== Data for the task
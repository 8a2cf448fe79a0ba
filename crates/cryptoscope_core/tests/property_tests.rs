//! Property-based tests for `cryptoscope_core`.
//!
//! These tests verify resolver and matcher invariants over generated Go
//! snippets, catching shapes that hand-written cases might miss.

#![expect(clippy::expect_used, reason = "tests use expect for fixture setup")]

use cryptoscope_core::go;
use cryptoscope_core::matcher::types_equivalent;
use cryptoscope_core::resolver::parse_int;
use cryptoscope_core::{ExpectedType, GoLanguage, MAX_DEPTH, NodeKind, Resolver, Value};
use proptest::prelude::*;

/// Resolves the first argument of the last call statement in the function
/// body, which is registered after any block nested inside it.
fn resolve_last_argument(source: &str, expected: ExpectedType) -> Vec<Value> {
    let tree = go::parse(source).expect("fixture parses");
    let block = *tree.blocks().last().expect("fixture has a function body");
    let call = tree
        .statements(block)
        .iter()
        .rev()
        .copied()
        .find(|&statement| matches!(tree.kind(statement), NodeKind::Invocation { .. }))
        .expect("fixture ends with a call");
    let argument = tree.arguments(call).expect("call has arguments")[0];
    Resolver::new(&tree, &GoLanguage)
        .resolve(expected, argument)
        .into_iter()
        .map(|resolved| resolved.value)
        .collect()
}

fn function(body: &str) -> String {
    format!("package main\n\nfunc f() {{\n{body}}}\n")
}

proptest! {
    /// Decimal, hex, octal and binary spellings of a number all parse back.
    #[test]
    fn integer_literals_round_trip(n in 0i64..i64::MAX) {
        prop_assert_eq!(parse_int(&n.to_string()), Some(n));
        prop_assert_eq!(parse_int(&format!("{n:#x}")), Some(n));
        prop_assert_eq!(parse_int(&format!("{n:#o}")), Some(n));
        prop_assert_eq!(parse_int(&format!("{n:#b}")), Some(n));
    }

    /// A variable defined once resolves to exactly its literal.
    #[test]
    fn single_definition_resolves_to_its_literal(name in "k_[a-z0-9]{0,8}", n in 0i64..1_000_000) {
        let source = function(&format!("    {name} := {n}\n    use({name})\n"));
        prop_assert_eq!(resolve_last_argument(&source, ExpectedType::Integer), vec![Value::Integer(n)]);
    }

    /// Every reassignment contributes one candidate, most recent first.
    #[test]
    fn reassignments_fan_out_most_recent_first(base in 0i64..10_000, count in 1i64..8) {
        let values: Vec<i64> = (0..count).map(|i| base + i).collect();
        let mut body = format!("    size := {}\n", values[0]);
        for value in &values[1..] {
            body.push_str(&format!("    size = {value}\n"));
        }
        body.push_str("    use(size)\n");

        let resolved = resolve_last_argument(&function(&body), ExpectedType::Integer);
        let expected: Vec<Value> = values.iter().rev().map(|&v| Value::Integer(v)).collect();
        prop_assert_eq!(resolved, expected);
    }

    /// Copying a variable through a chain of reassigned variables keeps only
    /// the distinct source values, however long the chain.
    #[test]
    fn chained_reassignments_resolve_to_source_values(links in 1usize..40, copies in 1usize..5) {
        let mut body = String::from("    x0 := 16\n    x0 = 24\n");
        for i in 1..=links {
            let previous = i - 1;
            body.push_str(&format!("    x{i} := x{previous}\n"));
            for _ in 0..copies {
                body.push_str(&format!("    x{i} = x{previous}\n"));
            }
        }
        body.push_str(&format!("    use(x{links})\n"));

        let resolved = resolve_last_argument(&function(&body), ExpectedType::Integer);
        prop_assert_eq!(resolved, vec![Value::Integer(24), Value::Integer(16)]);
    }

    /// Assignments in either branch of an `if` are all candidates.
    #[test]
    fn branch_assignments_are_candidates(a in 0i64..1_000, b in 1_000i64..2_000, c in 2_000i64..3_000) {
        let body = format!(
            "    size := {a}\n    if ok {{\n        size = {b}\n    }} else {{\n        size = {c}\n    }}\n    use(size)\n"
        );
        let resolved = resolve_last_argument(&function(&body), ExpectedType::Integer);
        prop_assert_eq!(resolved, vec![Value::Integer(c), Value::Integer(b), Value::Integer(a)]);
    }

    /// Resolution is a pure function of the tree.
    #[test]
    fn resolution_is_idempotent(n in 0i64..1_000, wrappers in 0usize..4) {
        let argument = format!("{}{n}{}", "w(".repeat(wrappers), ")".repeat(wrappers));
        let source = function(&format!("    x := {argument}\n    use(x)\n"));
        let first = resolve_last_argument(&source, ExpectedType::Integer);
        let second = resolve_last_argument(&source, ExpectedType::Integer);
        prop_assert_eq!(first, second);
    }

    /// Single-argument wrappers are transparent up to the depth ceiling.
    #[test]
    fn wrappers_resolve_within_depth(n in 0i64..1_000, wrappers in 0usize..=MAX_DEPTH) {
        let source = function(&format!("    use({}{n}{})\n", "w(".repeat(wrappers), ")".repeat(wrappers)));
        prop_assert_eq!(resolve_last_argument(&source, ExpectedType::Integer), vec![Value::Integer(n)]);
    }

    /// Beyond the ceiling nothing resolves.
    #[test]
    fn wrappers_beyond_depth_resolve_nothing(n in 0i64..1_000, extra in 1usize..5) {
        let wrappers = MAX_DEPTH + extra;
        let source = function(&format!("    use({}{n}{})\n", "w(".repeat(wrappers), ")".repeat(wrappers)));
        prop_assert!(resolve_last_argument(&source, ExpectedType::Integer).is_empty());
    }

    /// A package path is equivalent to its last segment, in either order.
    #[test]
    fn package_path_matches_last_segment(prefix in "[a-z]{1,8}(/[a-z]{1,8}){0,2}", name in "[a-z]{1,8}") {
        let path = format!("{prefix}/{name}");
        prop_assert!(types_equivalent(&path, &name));
        prop_assert!(types_equivalent(&name, &path));
        prop_assert!(types_equivalent(&path, &path));
    }

    /// Distinct bare names are never equivalent.
    #[test]
    fn distinct_names_are_not_equivalent(a in "[a-z]{1,8}", b in "[a-z]{1,8}") {
        prop_assume!(a != b);
        prop_assert!(!types_equivalent(&a, &b));
    }
}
====
* [Your task] Which lines above run from the one containing "use expect for" down to the one containing "Resolver::new(&tree, &GoLanguage)"? Repeat exactly those, both ends included, and nothing else.

* [Your solution]
#![expect(clippy::expect_used, reason = "tests use expect for fixture setup")]

use cryptoscope_core::go;
use cryptoscope_core::matcher::types_equivalent;
use cryptoscope_core::resolver::parse_int;
use cryptoscope_core::{ExpectedType, GoLanguage, MAX_DEPTH, NodeKind, Resolver, Value};
use proptest::prelude::*;

/// Resolves the first argument of the last call statement in the function
/// body, which is registered after any block nested inside it.
fn resolve_last_argument(source: &str, expected: ExpectedType) -> Vec<Value> {
    let tree = go::parse(source).expect("fixture parses");
    let block = *tree.blocks().last().expect("fixture has a function body");
    let call = tree
        .statements(block)
        .iter()
        .rev()
        .copied()
        .find(|&statement| matches!(tree.kind(statement), NodeKind::Invocation { .. }))
        .expect("fixture ends with a call");
    let argument = tree.arguments(call).expect("call has arguments")[0];
    Resolver::new(&tree, &GoLanguage)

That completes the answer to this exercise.